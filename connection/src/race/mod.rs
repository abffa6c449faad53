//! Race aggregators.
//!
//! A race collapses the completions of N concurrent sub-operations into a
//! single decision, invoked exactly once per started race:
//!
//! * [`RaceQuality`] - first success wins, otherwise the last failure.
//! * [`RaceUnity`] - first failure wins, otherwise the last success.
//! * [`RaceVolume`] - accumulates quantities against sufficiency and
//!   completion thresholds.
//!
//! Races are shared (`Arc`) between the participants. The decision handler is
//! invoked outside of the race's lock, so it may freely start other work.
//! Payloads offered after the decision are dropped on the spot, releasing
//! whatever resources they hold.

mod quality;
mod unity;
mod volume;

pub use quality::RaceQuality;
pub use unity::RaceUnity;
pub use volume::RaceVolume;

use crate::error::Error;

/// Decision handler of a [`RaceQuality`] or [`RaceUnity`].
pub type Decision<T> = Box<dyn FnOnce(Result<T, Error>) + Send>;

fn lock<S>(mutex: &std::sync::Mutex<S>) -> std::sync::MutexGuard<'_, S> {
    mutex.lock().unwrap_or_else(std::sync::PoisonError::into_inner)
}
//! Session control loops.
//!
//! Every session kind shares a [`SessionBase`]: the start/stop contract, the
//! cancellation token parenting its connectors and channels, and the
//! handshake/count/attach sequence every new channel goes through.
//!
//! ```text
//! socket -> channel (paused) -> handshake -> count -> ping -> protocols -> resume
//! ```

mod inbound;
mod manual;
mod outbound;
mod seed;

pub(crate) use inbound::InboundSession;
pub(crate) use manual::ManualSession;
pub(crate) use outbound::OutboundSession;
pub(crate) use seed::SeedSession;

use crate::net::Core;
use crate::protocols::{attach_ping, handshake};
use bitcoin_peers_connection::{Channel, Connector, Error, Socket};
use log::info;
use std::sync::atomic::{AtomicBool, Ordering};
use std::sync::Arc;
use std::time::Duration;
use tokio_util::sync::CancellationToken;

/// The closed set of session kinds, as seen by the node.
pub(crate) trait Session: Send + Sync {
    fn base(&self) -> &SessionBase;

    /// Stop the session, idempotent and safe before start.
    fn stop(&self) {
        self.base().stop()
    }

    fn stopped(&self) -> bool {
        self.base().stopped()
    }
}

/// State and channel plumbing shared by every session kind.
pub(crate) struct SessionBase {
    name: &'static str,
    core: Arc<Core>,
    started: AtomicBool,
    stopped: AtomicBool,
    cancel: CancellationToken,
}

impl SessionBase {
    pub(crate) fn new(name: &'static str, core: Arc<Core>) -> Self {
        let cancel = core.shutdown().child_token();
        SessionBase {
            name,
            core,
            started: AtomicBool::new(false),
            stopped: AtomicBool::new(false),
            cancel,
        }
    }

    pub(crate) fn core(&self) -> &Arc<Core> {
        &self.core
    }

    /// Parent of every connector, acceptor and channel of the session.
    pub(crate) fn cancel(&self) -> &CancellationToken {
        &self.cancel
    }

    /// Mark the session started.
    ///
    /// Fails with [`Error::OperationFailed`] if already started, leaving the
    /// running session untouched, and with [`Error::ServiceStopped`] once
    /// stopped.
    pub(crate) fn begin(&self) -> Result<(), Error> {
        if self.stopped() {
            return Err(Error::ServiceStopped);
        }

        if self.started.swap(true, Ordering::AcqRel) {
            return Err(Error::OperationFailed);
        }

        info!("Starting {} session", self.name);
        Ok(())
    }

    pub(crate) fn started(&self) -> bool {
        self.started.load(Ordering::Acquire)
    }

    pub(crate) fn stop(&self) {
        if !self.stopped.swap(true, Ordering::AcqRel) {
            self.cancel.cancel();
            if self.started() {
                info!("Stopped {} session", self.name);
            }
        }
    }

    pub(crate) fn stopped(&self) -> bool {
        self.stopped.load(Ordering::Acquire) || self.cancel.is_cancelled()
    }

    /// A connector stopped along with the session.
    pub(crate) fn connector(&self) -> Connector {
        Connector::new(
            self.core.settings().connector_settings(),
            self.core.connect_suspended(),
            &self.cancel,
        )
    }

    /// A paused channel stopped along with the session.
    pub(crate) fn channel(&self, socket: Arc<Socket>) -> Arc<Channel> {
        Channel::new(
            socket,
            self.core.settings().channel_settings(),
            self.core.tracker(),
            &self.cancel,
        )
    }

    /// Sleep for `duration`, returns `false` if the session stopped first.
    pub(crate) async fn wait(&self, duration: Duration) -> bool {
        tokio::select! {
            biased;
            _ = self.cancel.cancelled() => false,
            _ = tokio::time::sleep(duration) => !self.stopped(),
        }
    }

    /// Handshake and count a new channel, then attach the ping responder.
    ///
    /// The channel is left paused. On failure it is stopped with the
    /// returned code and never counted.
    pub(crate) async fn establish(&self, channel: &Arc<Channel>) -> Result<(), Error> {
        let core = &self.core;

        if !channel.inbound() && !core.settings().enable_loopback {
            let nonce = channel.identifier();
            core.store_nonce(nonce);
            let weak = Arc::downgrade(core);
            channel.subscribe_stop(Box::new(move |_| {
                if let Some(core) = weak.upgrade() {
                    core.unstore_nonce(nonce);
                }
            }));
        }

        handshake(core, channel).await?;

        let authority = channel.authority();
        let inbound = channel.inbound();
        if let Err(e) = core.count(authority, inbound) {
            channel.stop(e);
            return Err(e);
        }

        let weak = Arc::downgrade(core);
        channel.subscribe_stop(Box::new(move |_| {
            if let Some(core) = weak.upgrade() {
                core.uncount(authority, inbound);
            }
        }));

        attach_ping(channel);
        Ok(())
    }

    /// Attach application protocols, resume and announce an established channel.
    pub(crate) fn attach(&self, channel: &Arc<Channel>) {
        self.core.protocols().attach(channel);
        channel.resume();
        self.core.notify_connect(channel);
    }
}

◆ ◆ ◆

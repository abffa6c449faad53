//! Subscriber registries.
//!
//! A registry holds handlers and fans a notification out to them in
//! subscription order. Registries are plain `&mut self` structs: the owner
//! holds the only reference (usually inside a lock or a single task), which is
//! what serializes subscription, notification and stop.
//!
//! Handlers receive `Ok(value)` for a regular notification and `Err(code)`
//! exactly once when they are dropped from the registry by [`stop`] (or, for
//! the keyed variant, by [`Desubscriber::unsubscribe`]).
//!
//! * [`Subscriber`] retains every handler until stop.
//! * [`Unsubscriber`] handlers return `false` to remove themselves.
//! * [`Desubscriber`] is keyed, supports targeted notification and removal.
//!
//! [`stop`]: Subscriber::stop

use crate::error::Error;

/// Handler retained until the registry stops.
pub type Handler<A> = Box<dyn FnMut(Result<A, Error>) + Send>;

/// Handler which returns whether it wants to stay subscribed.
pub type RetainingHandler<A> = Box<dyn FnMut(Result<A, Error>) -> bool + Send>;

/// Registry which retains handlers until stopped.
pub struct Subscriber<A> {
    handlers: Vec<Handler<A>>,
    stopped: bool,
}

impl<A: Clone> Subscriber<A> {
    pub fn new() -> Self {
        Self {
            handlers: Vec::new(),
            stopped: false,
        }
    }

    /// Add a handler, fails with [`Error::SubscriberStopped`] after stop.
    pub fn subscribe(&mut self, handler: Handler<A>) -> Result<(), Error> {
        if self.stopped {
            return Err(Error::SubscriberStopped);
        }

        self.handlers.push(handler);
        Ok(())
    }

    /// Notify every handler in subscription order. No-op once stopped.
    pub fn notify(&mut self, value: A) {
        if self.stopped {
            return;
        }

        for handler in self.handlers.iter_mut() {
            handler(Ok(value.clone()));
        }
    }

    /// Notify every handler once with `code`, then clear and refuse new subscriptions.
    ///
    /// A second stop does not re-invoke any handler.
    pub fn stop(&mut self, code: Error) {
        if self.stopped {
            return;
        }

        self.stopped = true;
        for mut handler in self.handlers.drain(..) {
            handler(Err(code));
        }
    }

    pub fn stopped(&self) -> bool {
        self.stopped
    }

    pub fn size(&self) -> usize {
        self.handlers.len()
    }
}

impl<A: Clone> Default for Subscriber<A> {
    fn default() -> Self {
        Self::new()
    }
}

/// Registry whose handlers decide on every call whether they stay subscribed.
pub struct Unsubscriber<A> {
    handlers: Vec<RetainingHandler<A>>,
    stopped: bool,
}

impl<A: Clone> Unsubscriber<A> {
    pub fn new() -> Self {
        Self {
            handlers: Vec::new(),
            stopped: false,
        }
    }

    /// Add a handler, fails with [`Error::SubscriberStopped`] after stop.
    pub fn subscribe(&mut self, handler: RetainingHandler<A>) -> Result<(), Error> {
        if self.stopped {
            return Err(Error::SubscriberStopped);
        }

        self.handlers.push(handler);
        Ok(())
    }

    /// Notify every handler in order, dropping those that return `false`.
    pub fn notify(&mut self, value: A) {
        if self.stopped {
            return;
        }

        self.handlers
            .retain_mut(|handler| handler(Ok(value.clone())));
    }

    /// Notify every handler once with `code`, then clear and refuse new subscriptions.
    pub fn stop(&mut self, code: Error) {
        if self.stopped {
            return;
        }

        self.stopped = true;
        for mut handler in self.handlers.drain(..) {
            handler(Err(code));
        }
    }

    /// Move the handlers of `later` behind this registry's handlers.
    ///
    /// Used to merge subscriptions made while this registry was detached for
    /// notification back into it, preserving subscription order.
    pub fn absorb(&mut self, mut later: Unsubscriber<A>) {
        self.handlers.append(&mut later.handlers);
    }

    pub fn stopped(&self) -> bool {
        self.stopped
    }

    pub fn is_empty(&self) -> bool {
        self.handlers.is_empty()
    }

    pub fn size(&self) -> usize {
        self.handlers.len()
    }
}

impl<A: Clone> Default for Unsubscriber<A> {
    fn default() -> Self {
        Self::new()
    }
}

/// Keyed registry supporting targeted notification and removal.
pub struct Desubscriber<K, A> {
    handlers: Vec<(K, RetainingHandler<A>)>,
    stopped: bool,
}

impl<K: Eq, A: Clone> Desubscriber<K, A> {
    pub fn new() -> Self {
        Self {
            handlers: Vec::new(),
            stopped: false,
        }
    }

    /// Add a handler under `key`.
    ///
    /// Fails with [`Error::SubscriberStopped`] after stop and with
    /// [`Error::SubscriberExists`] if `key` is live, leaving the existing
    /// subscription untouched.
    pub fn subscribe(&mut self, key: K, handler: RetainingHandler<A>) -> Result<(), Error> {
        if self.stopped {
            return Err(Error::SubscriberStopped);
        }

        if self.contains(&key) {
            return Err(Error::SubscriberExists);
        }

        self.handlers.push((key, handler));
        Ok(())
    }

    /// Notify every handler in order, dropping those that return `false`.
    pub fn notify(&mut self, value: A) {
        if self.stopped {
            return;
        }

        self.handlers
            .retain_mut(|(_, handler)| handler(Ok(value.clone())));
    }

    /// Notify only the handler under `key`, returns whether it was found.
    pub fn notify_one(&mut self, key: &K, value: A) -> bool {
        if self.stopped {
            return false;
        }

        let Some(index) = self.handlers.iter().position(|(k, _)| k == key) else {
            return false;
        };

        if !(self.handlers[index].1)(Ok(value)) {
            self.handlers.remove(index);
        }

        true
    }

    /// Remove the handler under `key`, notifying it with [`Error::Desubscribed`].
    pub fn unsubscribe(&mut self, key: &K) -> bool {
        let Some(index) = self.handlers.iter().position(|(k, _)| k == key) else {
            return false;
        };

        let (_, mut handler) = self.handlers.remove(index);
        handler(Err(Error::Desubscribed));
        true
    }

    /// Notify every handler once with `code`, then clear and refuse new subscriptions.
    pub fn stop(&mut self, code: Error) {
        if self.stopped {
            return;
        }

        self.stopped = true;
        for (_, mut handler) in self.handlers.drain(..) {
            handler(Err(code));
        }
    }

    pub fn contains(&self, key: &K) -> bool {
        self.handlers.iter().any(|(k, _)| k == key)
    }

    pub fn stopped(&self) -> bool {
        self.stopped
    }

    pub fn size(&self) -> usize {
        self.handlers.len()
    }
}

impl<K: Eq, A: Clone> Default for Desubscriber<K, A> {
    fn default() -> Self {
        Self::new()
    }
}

◆ ◆ ◆

### Task goal
Whenever the word "lock" turns up in a line of the listing above, copy the line.

### Output for this exercise
//! invoked outside of the race's lock, so it may freely start other work.
fn lock<S>(mutex: &std::sync::Mutex<S>) -> std::sync::MutexGuard<'_, S> {
    mutex.lock().unwrap_or_else(std::sync::PoisonError::into_inner)
//! holds the only reference (usually inside a lock or a single task), which is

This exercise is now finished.